В Военной галерее Зимнего дворца среди многочисленных портретов славных генералов Отечественной войны 1812 г. один невольно привлекает внимание к себе: изображен на нем казачий генерал, его шевелюра сильно тронута сединой. Он смотрит на нас из-за плеча, его широкая спина ловко обтянута темно-синим мундиром, в правой руке зажата казачья сабля, занесенная для лихого удара. Это Дмитрий Ефимович Кутейников. В сражении при Кинбурне, когда Суворов был ранен в руку, лихой есаул сорвал с себя шейный «галстук» и перетянул им рану. Большая военная судьба предстояла тогда 23-летнему сыну уже покойного походного атамана Войска Донского, через множество боев и сражений с турками и французами провела она его, пока не оказался его портрет в пантеоне русской военной славы. Осененный памятью о Суворове и кинбурнской битве, смотрит он на нас и по сей день из чреды прочих предводителей войск наших в ту достопамятную пору.

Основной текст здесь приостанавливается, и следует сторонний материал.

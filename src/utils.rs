use std::collections::HashSet;
use std::fs::{self, create_dir_all, File};
use std::io;
use std::path::{Path, PathBuf};
use walkdir::WalkDir;

/// Splits a comma separated list, trimming every element and dropping empty ones.
///
/// ```
/// # use diffpipe::utils::parse_comma_separated_list;
/// assert_eq!(parse_comma_separated_list(" a, b,,c "), vec!["a", "b", "c"]);
/// assert!(parse_comma_separated_list(" , ").is_empty());
/// ```
pub fn parse_comma_separated_list(input: &str) -> Vec<String> {
    input
        .split(',')
        .map(str::trim)
        .filter(|s| !s.is_empty())
        .map(String::from)
        .collect()
}

/// Removes later duplicates, keeping the first occurrence of every item in place.
pub fn dedup_preserving_order(items: Vec<String>) -> Vec<String> {
    let mut seen = HashSet::with_capacity(items.len());
    items
        .into_iter()
        .filter(|item| seen.insert(item.clone()))
        .collect()
}

pub fn open_file<P: AsRef<Path>>(path: P) -> io::Result<File> {
    File::open(&path).map_err(|e| {
        if e.kind() == io::ErrorKind::NotFound {
            io::Error::new(e.kind(), format!("File not found: {:?}", path.as_ref()))
        } else {
            e
        }
    })
}

/// Creates the directory and all of its parents when it does not exist yet.
pub fn create_dir(dirname: &Path) -> io::Result<()> {
    if !dirname.exists() {
        create_dir_all(dirname)?;
    }
    Ok(())
}

/// Lists the direct children of `dir`, sorted. A missing directory has no children.
pub fn list_entries(dir: &Path) -> io::Result<Vec<PathBuf>> {
    if !dir.is_dir() {
        return Ok(Vec::new());
    }
    let mut entries = fs::read_dir(dir)?
        .map(|entry| entry.map(|e| e.path()))
        .collect::<io::Result<Vec<PathBuf>>>()?;
    entries.sort_unstable();
    Ok(entries)
}

/// Total size in bytes of a file, or of every file below a directory.
pub fn disk_usage<P: AsRef<Path>>(path: P) -> u64 {
    WalkDir::new(path)
        .into_iter()
        .filter_map(|e| e.ok())
        .filter(|e| e.file_type().is_file())
        .filter_map(|e| e.metadata().ok())
        .map(|m| m.len())
        .sum()
}

pub fn format_bytes(size: f64) -> String {
    let suffixes = ["B", "KB", "MB", "GB", "TB", "PB", "EB"];
    let mut size = size;
    let mut current_suffix = &suffixes[0];

    for suffix in &suffixes[1..] {
        if size >= 1024.0 {
            current_suffix = suffix;
            size /= 1024.0;
        } else {
            break;
        }
    }

    format!("{:.2}{}", size, current_suffix)
}

/// Resolves `path` to a canonical absolute path, falling back to a lexical
/// absolute path when it does not exist.
pub fn absolute_path(path: &Path) -> PathBuf {
    fs::canonicalize(path)
        .or_else(|_| std::path::absolute(path))
        .unwrap_or_else(|_| path.to_path_buf())
}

Результатом истребления вражеского десанта стал уход 12 октября 1787 г. турецкого флота не только из лимана, но и из пределов видимости. Наступила тишина[600].
Победа была замечательная, но из-за пассивности контр-адмирала Н. С. Мордвинова неполная, что Суворов не преминул отметить в письме к своему начальнику в Екатеринослав от 3 октября:
«Флот наш, Светлейший Князь, из Глубокой вдалеке уже виден. О! коли б он, как баталия была, в ту же ночь показался, дешева б была разделка…»[601]

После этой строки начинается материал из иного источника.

use crate::args::RunInputs;
use crate::config::{load_config, synthesize, RunSpecification};
use crate::engine::WorkflowEngine;
use crate::errors::{PipelineError, Result};
use std::io::Write;
use std::num::NonZeroU32;
use std::path::Path;

/// Terminal state of one engine invocation.
#[derive(Debug, Clone, PartialEq, Eq)]
pub enum RunOutcome {
    /// Dry-run succeeded; `summary` is the engine's execution plan.
    Planned { summary: String },
    Completed,
    /// The engine terminated unsuccessfully. The reason is passed through unchanged.
    Failed { reason: String },
}

impl RunOutcome {
    /// Turns `Failed` into an `EngineFailure` error.
    pub fn into_result(self) -> Result<RunOutcome> {
        match self {
            RunOutcome::Failed { reason } => Err(PipelineError::EngineFailure(reason)),
            other => Ok(other),
        }
    }
}

/// Runs the workflow described by an existing config file.
///
/// The file is loaded and validated first; it is handed to the engine as is
/// and never rewritten.
pub fn run_from_config<E: WorkflowEngine + ?Sized>(
    engine: &E,
    config_path: &Path,
    dry_run: bool,
    cores: NonZeroU32,
) -> Result<RunOutcome> {
    let spec = load_config(config_path)?;
    run_spec(engine, &spec, config_path, dry_run, cores)
}

/// Builds a specification from `inputs` and runs it without keeping a config file.
pub fn run_direct<E: WorkflowEngine + ?Sized>(
    engine: &E,
    dry_run: bool,
    cores: NonZeroU32,
    inputs: &RunInputs,
) -> Result<RunOutcome> {
    let spec = synthesize(inputs)?;
    let yaml = spec.to_yaml()?;

    // lives until the engine returns, then it is removed
    let mut config_file = tempfile::Builder::new()
        .prefix("diffpipe-")
        .suffix(".yaml")
        .tempfile()
        .map_err(|e| PipelineError::io(std::env::temp_dir(), e))?;
    config_file
        .write_all(yaml.as_bytes())
        .and_then(|_| config_file.flush())
        .map_err(|e| PipelineError::io(config_file.path().to_path_buf(), e))?;

    run_spec(engine, &spec, config_file.path(), dry_run, cores)
}

fn run_spec<E: WorkflowEngine + ?Sized>(
    engine: &E,
    spec: &RunSpecification,
    config_file: &Path,
    dry_run: bool,
    cores: NonZeroU32,
) -> Result<RunOutcome> {
    log::info!(
        "{} workflow for {} with {} core(s)",
        if dry_run { "planning" } else { "executing" },
        spec.output_dir().display(),
        cores
    );

    let report = engine.execute(spec, config_file, dry_run, cores)?;
    let outcome = if !report.success {
        RunOutcome::Failed {
            reason: report
                .error
                .unwrap_or_else(|| "engine reported failure".to_string()),
        }
    } else if dry_run {
        RunOutcome::Planned {
            summary: report.plan_summary.unwrap_or_default(),
        }
    } else {
        RunOutcome::Completed
    };
    Ok(outcome)
}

Зато несколькими строками ниже воздает он хвалу неприятелю:
«Кроме малого числа, все их морские солдаты были на косе против нас, только и тут им мало выигрышу какие же молодцы, Светлейший Князь, с такими еще я не дирался; летят больше на холодное ружье…» [602]
Последняя фраза – это высшая оценка в устах героя, который хорошо знал цену отваге солдата, бросающегося на вражеские штыки. И через неделю после сражения он не может не отдать должного туркам:
«Посмотри, голубчик, нашу адскую баталию на плане! Непонятно человеческим силам, как к тому приступить можно было! А от варваров какая прекрасная операция и какое прекрасное войско…»[603]

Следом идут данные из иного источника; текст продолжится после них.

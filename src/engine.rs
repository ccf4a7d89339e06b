use crate::config::RunSpecification;
use crate::errors::{PipelineError, Result};
use std::ffi::OsString;
use std::num::NonZeroU32;
use std::path::{Path, PathBuf};
use std::process::{Command, Output, Stdio};

/// Lines of engine stderr kept in a failure reason.
const STDERR_TAIL_LINES: usize = 20;

/// What the workflow engine reported for one invocation.
#[derive(Debug, Clone, PartialEq, Eq)]
pub struct EngineReport {
    pub success: bool,
    /// Execution plan printed by a dry-run.
    pub plan_summary: Option<String>,
    pub error: Option<String>,
}

impl EngineReport {
    pub fn planned(summary: impl Into<String>) -> Self {
        Self {
            success: true,
            plan_summary: Some(summary.into()),
            error: None,
        }
    }

    pub fn completed() -> Self {
        Self {
            success: true,
            plan_summary: None,
            error: None,
        }
    }

    pub fn failed(reason: impl Into<String>) -> Self {
        Self {
            success: false,
            plan_summary: None,
            error: Some(reason.into()),
        }
    }
}

/// The external DAG executor running the differential-analysis rules.
///
/// `config_file` is the on-disk form of `spec`; the engine reads its
/// parameters from there. Implementations block until the engine terminates.
pub trait WorkflowEngine {
    fn execute(
        &self,
        spec: &RunSpecification,
        config_file: &Path,
        dry_run: bool,
        cores: NonZeroU32,
    ) -> Result<EngineReport>;
}

/// Runs the workflow through a `snakemake` process.
#[derive(Debug, Clone)]
pub struct SnakemakeEngine {
    executable: PathBuf,
    snakefile: PathBuf,
    extra_args: Vec<String>,
}

impl SnakemakeEngine {
    pub fn new(executable: impl Into<PathBuf>, snakefile: impl Into<PathBuf>) -> Self {
        Self {
            executable: executable.into(),
            snakefile: snakefile.into(),
            extra_args: Vec::new(),
        }
    }

    pub fn with_extra_args(mut self, extra_args: Vec<String>) -> Self {
        self.extra_args = extra_args;
        self
    }

    /// Builds the snakemake command line for one invocation.
    pub fn command(&self, config_file: &Path, dry_run: bool, cores: NonZeroU32) -> Command {
        let mut cmd = Command::new(&self.executable);
        cmd.arg("--snakefile")
            .arg(&self.snakefile)
            .arg("--configfile")
            .arg(config_file)
            .arg("--cores")
            .arg(cores.to_string());
        if dry_run {
            cmd.arg("--dry-run");
        }
        cmd.args(&self.extra_args);
        cmd
    }

    fn describe(&self) -> String {
        self.executable.display().to_string()
    }
}

impl WorkflowEngine for SnakemakeEngine {
    fn execute(
        &self,
        spec: &RunSpecification,
        config_file: &Path,
        dry_run: bool,
        cores: NonZeroU32,
    ) -> Result<EngineReport> {
        let mut cmd = self.command(config_file, dry_run, cores);
        log::info!("running: {}", render_command(&cmd));
        log::debug!(
            "{} vs {} samples, {} core(s) per job, {}",
            spec.group1().len(),
            spec.group2().len(),
            spec.cores_per_job(),
            spec.genome_build()
        );

        let spawn_error = |e: std::io::Error| {
            PipelineError::EngineFailure(format!("failed to start '{}': {}", self.describe(), e))
        };

        if dry_run {
            // the plan is the product of a dry-run, so capture it
            let output = cmd
                .stdin(Stdio::null())
                .output()
                .map_err(spawn_error)?;
            Ok(report_from_output(&self.describe(), &output))
        } else {
            let status = cmd.status().map_err(spawn_error)?;
            if status.success() {
                Ok(EngineReport::completed())
            } else {
                Ok(EngineReport::failed(format!(
                    "{} exited with {}",
                    self.describe(),
                    status
                )))
            }
        }
    }
}

fn report_from_output(label: &str, output: &Output) -> EngineReport {
    if output.status.success() {
        return EngineReport::planned(String::from_utf8_lossy(&output.stdout).trim_end());
    }

    let mut msg = format!("{} exited with {}", label, output.status);
    let stderr = String::from_utf8_lossy(&output.stderr);
    let lines: Vec<&str> = stderr.lines().collect();
    if !lines.is_empty() {
        let tail = &lines[lines.len().saturating_sub(STDERR_TAIL_LINES)..];
        msg.push_str("\n---- stderr ----\n");
        msg.push_str(&tail.join("\n"));
    }
    EngineReport::failed(msg)
}

/// Renders a command roughly the way a shell user would type it.
pub fn render_command(cmd: &Command) -> String {
    std::iter::once(cmd.get_program().to_os_string())
        .chain(cmd.get_args().map(OsString::from))
        .map(|s| s.to_string_lossy().into_owned())
        .collect::<Vec<_>>()
        .join(" ")
}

Так пишет он В. С. Попову. Между тем весть о победе 15 октября достигла Петербурга, статс-секретарь Екатерины II А. В. Храповицкий в дневнике своем 16 октября отмечает:
«С удовольствием сказывали, что с 30-го Сентября на 1-е Октября отбиты Турки от Кинбурна; Суворов два раза ранен и не хотел перевязываться до конца дела; похвалена храбрость его. Турок побито больше 4000»[604].